Contracting for a new commercial, industrial, or government facility is complex. With dozens of subcontractors, reams of regulations and codes, and a mountain of logistics to oversee, the traditional design-bid-build cycle for large construction is becoming harder and harder for organizations to manage.
With the increasing weight of regulatory requirements, the complexity of construction and materials, and costs for the workforce, traditional construction can be an impossibly heavy lift, especially for smaller organizations. That’s where the benefits of design-build construction come into play.
What is design-build?

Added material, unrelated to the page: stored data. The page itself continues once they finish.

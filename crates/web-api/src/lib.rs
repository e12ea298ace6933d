//! Web API 层。
//!
//! 提供 Axum 路由，将 HTTP / SSE 请求委托给应用层的私信服务。

mod auth;
mod error;
mod routes;
mod state;
mod stream;

pub use auth::{bearer_token, Claims, CurrentUser, JwtError, JwtService};
pub use config::JwtConfig;
pub use error::{ApiError, ErrorBody};
pub use routes::router;
pub use state::AppState;
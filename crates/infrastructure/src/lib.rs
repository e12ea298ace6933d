//! 基础设施层实现。
//!
//! 提供 PostgreSQL 仓储与数据库迁移，实现应用层定义的存储接口。

pub mod builder;
pub mod migrations;
pub mod repository;

pub use builder::{Infrastructure, InfrastructureError};
pub use migrations::MIGRATOR;
pub use repository::{
    create_pg_pool, PgFollowRepository, PgMessageRepository, PgStorage, PgUserRepository,
};
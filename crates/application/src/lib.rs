//! 应用层实现。
//!
//! 围绕私信领域模型提供用例服务：消息存储、基于关注关系的授权、会话聚合、
//! 实时推送连接管理，以及对外部协作方（账号、关注关系、令牌校验）的抽象。

pub mod authorization;
pub mod clock;
pub mod conversations;
pub mod dto;
pub mod error;
pub mod identity;
pub mod live;
pub mod memory;
pub mod pagination;
pub mod repository;
pub mod services;
pub mod store;

pub use authorization::AuthorizationGuard;
pub use clock::{Clock, SystemClock};
pub use conversations::ConversationAggregator;
pub use dto::{ConversationSummaryView, LatestMessageView, MessageView, PushedMessage};
pub use error::{ApplicationError, AuthenticationFailure};
pub use identity::{IdentityResolver, TokenVerifier};
pub use live::{ConnectionId, ConnectionState, LiveConnection, LiveConnectionRegistry, LiveFrame};
pub use pagination::{Page, PagePolicy, PageRequest};
pub use repository::{FollowRepository, MessageRepository, UserRepository};
pub use services::{DirectMessageService, DirectMessageServiceDependencies};
pub use store::MessageStore;
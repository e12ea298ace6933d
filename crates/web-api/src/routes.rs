use axum::{
    extract::{rejection::JsonRejection, Path, Query, State},
    http::StatusCode,
    routing::{get, post},
    Json, Router,
};
use serde::Deserialize;
use tower_http::trace::TraceLayer;

use application::{ConversationSummaryView, MessageView, Page};

use crate::{auth::CurrentUser, error::ApiError, state::AppState, stream};

#[derive(Debug, Deserialize)]
struct PageQuery {
    page: Option<u32>,
    size: Option<u32>,
}

#[derive(Debug, Deserialize)]
struct SendMessagePayload {
    content: String,
}

pub fn router(state: AppState) -> Router {
    Router::new()
        .route("/health", get(health))
        .nest("/api/v1", api_routes())
        .layer(TraceLayer::new_for_http())
        .with_state(state)
}

fn api_routes() -> Router<AppState> {
    Router::new()
        .route("/conversations", get(list_conversations))
        .route(
            "/conversations/{partner}/messages",
            get(list_messages).post(send_message),
        )
        .route("/conversations/{partner}/read", post(mark_read))
        .route("/stream", get(stream::subscribe))
}

async fn health() -> StatusCode {
    StatusCode::OK
}

async fn list_conversations(
    State(state): State<AppState>,
    CurrentUser(me): CurrentUser,
    Query(query): Query<PageQuery>,
) -> Result<Json<Vec<ConversationSummaryView>>, ApiError> {
    let request = state.page_policy.resolve(query.page, query.size);
    let conversations = state.service.list_conversations(&me, request).await?;
    Ok(Json(conversations))
}

async fn list_messages(
    State(state): State<AppState>,
    CurrentUser(me): CurrentUser,
    Path(partner): Path<String>,
    Query(query): Query<PageQuery>,
) -> Result<Json<Page<MessageView>>, ApiError> {
    let request = state.page_policy.resolve(query.page, query.size);
    let page = state.service.list_messages(&me, &partner, request).await?;
    Ok(Json(page))
}

async fn send_message(
    State(state): State<AppState>,
    CurrentUser(me): CurrentUser,
    Path(partner): Path<String>,
    payload: Result<Json<SendMessagePayload>, JsonRejection>,
) -> Result<(StatusCode, Json<MessageView>), ApiError> {
    let Json(payload) = payload?;
    let view = state.service.send(&me, &partner, &payload.content).await?;
    Ok((StatusCode::CREATED, Json(view)))
}

async fn mark_read(
    State(state): State<AppState>,
    CurrentUser(me): CurrentUser,
    Path(partner): Path<String>,
) -> Result<StatusCode, ApiError> {
    state.service.mark_read(&me, &partner).await?;
    Ok(StatusCode::NO_CONTENT)
}
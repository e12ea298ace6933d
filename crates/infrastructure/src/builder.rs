use std::sync::Arc;

use config::DatabaseConfig;
use thiserror::Error;
use tracing::info;

use crate::{
    migrations::MIGRATOR,
    repository::{create_pg_pool, PgStorage},
};

#[derive(Debug, Error)]
pub enum InfrastructureError {
    #[error("database error: {0}")]
    Database(#[from] sqlx::Error),
    #[error("migration error: {0}")]
    Migration(#[from] sqlx::migrate::MigrateError),
}

#[derive(Clone)]
pub struct Infrastructure {
    pub storage: Arc<PgStorage>,
}

impl Infrastructure {
    /// 建立连接池并执行迁移
    pub async fn connect(config: &DatabaseConfig) -> Result<Self, InfrastructureError> {
        let pool = create_pg_pool(config).await?;
        MIGRATOR.run(&pool).await?;
        info!(max_connections = config.max_connections, "database ready");

        Ok(Self {
            storage: Arc::new(PgStorage::new(pool)),
        })
    }
}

In this article, we’ll look at the differences between traditional and design-build construction cycles and how using the latter can save you time, money, and considerable stress as you proceed with your new construction project.
In traditional construction, a project is broken into three distinct phases:
- Design: Architects and engineers work together to design detailed plans for the construction of your business.
- Bid: You solicit bids from general contractors (GCs) and select the company that best serves your construction needs.
- Build: Your GC builds the structure according to the plans provided.
That all seems simple enough, but the basic overview above glosses over some of the potential pitfalls that are almost unavoidable in modern large construction projects:
- With design and contracting support offered by different firms, you must coordinate communication between the two entities, resolve any disagreements between the designers and contractors, and ensure that the builders correctly execute the designer’s wishes.
- If anything requires the project to deviate from the plans as provided by the designer, making change orders can become complicated. This again requires you to serve as the go-between, communicating the issues back to the designers and bringing revised plan documents back to the contractor.
- Quality control often falls to you as the common party between the “design team” and the “construction team.” You will have the difficult task of bringing contractors back into scope should they stray from the designed vision and of corralling designers who may be drawing something no contractor could ever build.
- Logistics will also fall to you, ensuring that plan documents are kept up to date, that materials selected by the designers are available and choosing acceptable substitutes if they’re not, and other managerial tasks that don’t fall under your normal scope of work.
If Design-Bid-Build construction is trying to assemble a car from parts secured from dozens of different sources, design-build construction is like paying a dealership and driving off in a new car. When you proceed with a design-build model for your project, you’ll partner with one firm whose design teams and construction teams will work together on your project.
Instead of a design company drafting plans and being more or less finished with the project, the designers in a design-build project are involved until you move into your new facility. And, instead of being handed a set of plans with no input as to their practicality or feasibility, the builders who’ll be turning those plans into reality are part of the discussion from day one.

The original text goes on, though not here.